Saved entries:
┌────────

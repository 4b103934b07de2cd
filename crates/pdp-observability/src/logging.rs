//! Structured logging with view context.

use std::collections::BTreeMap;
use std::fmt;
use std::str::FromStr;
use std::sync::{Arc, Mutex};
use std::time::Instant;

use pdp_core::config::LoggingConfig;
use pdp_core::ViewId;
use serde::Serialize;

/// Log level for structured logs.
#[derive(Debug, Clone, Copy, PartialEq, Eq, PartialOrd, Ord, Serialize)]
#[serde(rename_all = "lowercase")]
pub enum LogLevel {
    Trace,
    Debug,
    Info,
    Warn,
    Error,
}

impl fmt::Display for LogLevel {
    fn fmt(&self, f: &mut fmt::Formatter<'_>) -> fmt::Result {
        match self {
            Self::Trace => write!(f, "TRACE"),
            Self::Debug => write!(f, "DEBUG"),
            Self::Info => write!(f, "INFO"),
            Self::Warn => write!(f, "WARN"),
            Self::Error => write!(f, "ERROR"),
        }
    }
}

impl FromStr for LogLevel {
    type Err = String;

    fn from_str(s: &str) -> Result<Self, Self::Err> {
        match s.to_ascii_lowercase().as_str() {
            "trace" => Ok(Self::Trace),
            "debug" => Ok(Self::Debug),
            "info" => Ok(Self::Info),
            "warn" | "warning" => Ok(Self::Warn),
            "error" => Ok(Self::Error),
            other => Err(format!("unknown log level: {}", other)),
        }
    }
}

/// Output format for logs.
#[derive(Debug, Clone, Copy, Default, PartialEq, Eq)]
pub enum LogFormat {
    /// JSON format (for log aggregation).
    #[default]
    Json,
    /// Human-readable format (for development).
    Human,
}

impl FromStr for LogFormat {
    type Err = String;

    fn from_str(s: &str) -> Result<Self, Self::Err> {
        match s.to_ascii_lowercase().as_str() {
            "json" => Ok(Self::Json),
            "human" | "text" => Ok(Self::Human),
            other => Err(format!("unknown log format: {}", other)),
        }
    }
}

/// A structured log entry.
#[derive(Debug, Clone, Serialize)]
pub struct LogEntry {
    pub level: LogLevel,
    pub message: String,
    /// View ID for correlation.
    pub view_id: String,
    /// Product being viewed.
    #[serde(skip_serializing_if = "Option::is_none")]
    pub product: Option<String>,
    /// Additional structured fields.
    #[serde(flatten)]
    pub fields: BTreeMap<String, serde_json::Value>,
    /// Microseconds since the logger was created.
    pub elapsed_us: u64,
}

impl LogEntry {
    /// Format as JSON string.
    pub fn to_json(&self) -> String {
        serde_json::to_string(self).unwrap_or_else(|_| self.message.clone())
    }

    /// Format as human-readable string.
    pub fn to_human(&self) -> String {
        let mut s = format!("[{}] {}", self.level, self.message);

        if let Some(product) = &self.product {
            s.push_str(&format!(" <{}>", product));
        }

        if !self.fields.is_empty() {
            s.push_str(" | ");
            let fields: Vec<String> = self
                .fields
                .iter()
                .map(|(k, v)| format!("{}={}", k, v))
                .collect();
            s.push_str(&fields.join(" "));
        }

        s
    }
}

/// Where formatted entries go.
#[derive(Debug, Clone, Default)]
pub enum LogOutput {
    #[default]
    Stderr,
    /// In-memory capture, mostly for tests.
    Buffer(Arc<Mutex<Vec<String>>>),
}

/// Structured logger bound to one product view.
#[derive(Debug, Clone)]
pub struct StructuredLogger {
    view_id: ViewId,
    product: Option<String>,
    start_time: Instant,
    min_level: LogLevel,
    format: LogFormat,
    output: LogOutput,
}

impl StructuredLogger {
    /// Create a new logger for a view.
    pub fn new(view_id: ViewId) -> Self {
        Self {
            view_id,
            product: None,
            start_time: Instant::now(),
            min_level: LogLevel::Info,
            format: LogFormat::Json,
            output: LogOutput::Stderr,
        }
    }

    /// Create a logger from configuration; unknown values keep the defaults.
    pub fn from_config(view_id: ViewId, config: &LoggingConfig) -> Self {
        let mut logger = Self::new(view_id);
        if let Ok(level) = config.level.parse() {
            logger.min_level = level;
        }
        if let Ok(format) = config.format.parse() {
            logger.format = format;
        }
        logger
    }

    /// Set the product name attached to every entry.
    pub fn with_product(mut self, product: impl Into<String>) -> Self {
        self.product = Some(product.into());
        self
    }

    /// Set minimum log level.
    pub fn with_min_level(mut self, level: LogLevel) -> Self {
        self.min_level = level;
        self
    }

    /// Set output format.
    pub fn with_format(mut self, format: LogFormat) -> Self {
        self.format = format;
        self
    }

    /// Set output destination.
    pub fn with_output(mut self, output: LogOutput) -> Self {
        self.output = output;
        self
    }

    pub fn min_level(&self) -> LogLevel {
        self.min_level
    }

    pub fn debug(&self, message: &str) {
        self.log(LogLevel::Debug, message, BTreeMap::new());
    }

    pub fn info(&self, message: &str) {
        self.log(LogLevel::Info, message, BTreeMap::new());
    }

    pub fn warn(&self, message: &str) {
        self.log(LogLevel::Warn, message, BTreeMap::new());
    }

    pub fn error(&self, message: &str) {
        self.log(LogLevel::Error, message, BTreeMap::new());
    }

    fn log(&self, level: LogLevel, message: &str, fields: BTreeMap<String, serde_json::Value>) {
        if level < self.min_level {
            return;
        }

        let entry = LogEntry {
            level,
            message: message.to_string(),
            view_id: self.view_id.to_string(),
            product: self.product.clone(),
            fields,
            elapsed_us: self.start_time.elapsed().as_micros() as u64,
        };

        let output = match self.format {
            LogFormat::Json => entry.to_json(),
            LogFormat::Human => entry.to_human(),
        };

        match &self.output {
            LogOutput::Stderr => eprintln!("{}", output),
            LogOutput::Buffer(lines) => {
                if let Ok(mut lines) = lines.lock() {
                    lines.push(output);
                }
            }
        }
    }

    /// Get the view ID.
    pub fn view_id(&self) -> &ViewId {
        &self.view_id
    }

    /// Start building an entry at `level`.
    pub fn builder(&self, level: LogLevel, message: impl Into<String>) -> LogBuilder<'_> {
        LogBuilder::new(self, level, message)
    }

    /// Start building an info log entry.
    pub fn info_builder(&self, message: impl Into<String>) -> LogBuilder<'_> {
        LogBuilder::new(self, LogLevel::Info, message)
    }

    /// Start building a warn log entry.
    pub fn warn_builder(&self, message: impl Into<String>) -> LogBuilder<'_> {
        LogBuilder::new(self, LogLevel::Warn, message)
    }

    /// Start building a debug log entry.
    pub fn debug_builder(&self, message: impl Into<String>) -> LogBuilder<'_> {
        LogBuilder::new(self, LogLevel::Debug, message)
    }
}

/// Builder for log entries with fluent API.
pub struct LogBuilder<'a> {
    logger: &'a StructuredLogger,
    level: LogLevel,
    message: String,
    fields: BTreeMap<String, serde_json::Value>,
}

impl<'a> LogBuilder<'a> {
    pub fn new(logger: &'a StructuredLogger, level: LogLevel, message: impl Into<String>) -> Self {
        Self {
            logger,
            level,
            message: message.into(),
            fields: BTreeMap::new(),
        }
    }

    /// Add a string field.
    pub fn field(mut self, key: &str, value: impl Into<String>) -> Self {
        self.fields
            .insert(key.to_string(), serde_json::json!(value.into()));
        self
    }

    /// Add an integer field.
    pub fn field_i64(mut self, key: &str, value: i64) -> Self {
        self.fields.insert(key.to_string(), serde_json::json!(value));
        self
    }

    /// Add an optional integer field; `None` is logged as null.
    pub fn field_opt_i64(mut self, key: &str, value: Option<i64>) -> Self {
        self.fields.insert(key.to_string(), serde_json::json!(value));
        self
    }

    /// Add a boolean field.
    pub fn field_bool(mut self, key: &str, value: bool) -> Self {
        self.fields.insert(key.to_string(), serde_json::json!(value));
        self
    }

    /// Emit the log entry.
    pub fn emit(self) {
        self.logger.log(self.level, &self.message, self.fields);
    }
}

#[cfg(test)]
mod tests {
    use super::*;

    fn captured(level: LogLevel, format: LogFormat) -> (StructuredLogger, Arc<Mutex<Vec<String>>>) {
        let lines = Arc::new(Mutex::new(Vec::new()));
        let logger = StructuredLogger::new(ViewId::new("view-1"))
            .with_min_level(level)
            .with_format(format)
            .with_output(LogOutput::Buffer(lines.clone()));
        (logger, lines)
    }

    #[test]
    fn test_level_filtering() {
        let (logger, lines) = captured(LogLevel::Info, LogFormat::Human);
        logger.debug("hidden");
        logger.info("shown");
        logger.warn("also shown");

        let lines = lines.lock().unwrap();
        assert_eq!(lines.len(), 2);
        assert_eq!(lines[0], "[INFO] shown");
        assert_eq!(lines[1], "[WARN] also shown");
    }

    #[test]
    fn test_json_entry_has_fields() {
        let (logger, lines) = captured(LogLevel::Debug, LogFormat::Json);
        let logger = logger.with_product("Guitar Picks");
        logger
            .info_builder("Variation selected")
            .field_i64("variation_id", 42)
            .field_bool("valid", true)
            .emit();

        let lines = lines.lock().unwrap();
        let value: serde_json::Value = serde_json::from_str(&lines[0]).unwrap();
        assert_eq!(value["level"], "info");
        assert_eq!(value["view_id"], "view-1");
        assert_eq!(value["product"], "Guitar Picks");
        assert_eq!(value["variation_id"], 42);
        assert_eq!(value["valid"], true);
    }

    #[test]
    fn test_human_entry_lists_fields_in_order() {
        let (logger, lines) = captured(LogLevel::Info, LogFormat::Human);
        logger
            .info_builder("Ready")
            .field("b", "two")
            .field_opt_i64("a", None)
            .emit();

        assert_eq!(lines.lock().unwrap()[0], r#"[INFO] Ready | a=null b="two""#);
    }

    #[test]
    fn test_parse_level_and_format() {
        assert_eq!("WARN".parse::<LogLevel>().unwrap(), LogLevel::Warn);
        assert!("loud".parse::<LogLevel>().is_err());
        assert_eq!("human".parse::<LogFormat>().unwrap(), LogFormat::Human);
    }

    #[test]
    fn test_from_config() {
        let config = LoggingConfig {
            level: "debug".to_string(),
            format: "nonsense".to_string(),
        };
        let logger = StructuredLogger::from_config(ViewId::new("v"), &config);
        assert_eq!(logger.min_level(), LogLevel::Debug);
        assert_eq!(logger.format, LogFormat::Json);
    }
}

└────────

### EXERCISE PROMPT
In the records above, the line with "pub fn field_bool(mut" marks the start and the line with "let value: serde_json::Value" marks the end; copy that stretch exactly, both lines included, and nothing else.

### EXERCISE RESULT
    pub fn field_bool(mut self, key: &str, value: bool) -> Self {
        self.fields.insert(key.to_string(), serde_json::json!(value));
        self
    }

    /// Emit the log entry.
    pub fn emit(self) {
        self.logger.log(self.level, &self.message, self.fields);
    }
}

#[cfg(test)]
mod tests {
    use super::*;

    fn captured(level: LogLevel, format: LogFormat) -> (StructuredLogger, Arc<Mutex<Vec<String>>>) {
        let lines = Arc::new(Mutex::new(Vec::new()));
        let logger = StructuredLogger::new(ViewId::new("view-1"))
            .with_min_level(level)
            .with_format(format)
            .with_output(LogOutput::Buffer(lines.clone()));
        (logger, lines)
    }

    #[test]
    fn test_level_filtering() {
        let (logger, lines) = captured(LogLevel::Info, LogFormat::Human);
        logger.debug("hidden");
        logger.info("shown");
        logger.warn("also shown");

        let lines = lines.lock().unwrap();
        assert_eq!(lines.len(), 2);
        assert_eq!(lines[0], "[INFO] shown");
        assert_eq!(lines[1], "[WARN] also shown");
    }

    #[test]
    fn test_json_entry_has_fields() {
        let (logger, lines) = captured(LogLevel::Debug, LogFormat::Json);
        let logger = logger.with_product("Guitar Picks");
        logger
            .info_builder("Variation selected")
            .field_i64("variation_id", 42)
            .field_bool("valid", true)
            .emit();

        let lines = lines.lock().unwrap();
        let value: serde_json::Value = serde_json::from_str(&lines[0]).unwrap();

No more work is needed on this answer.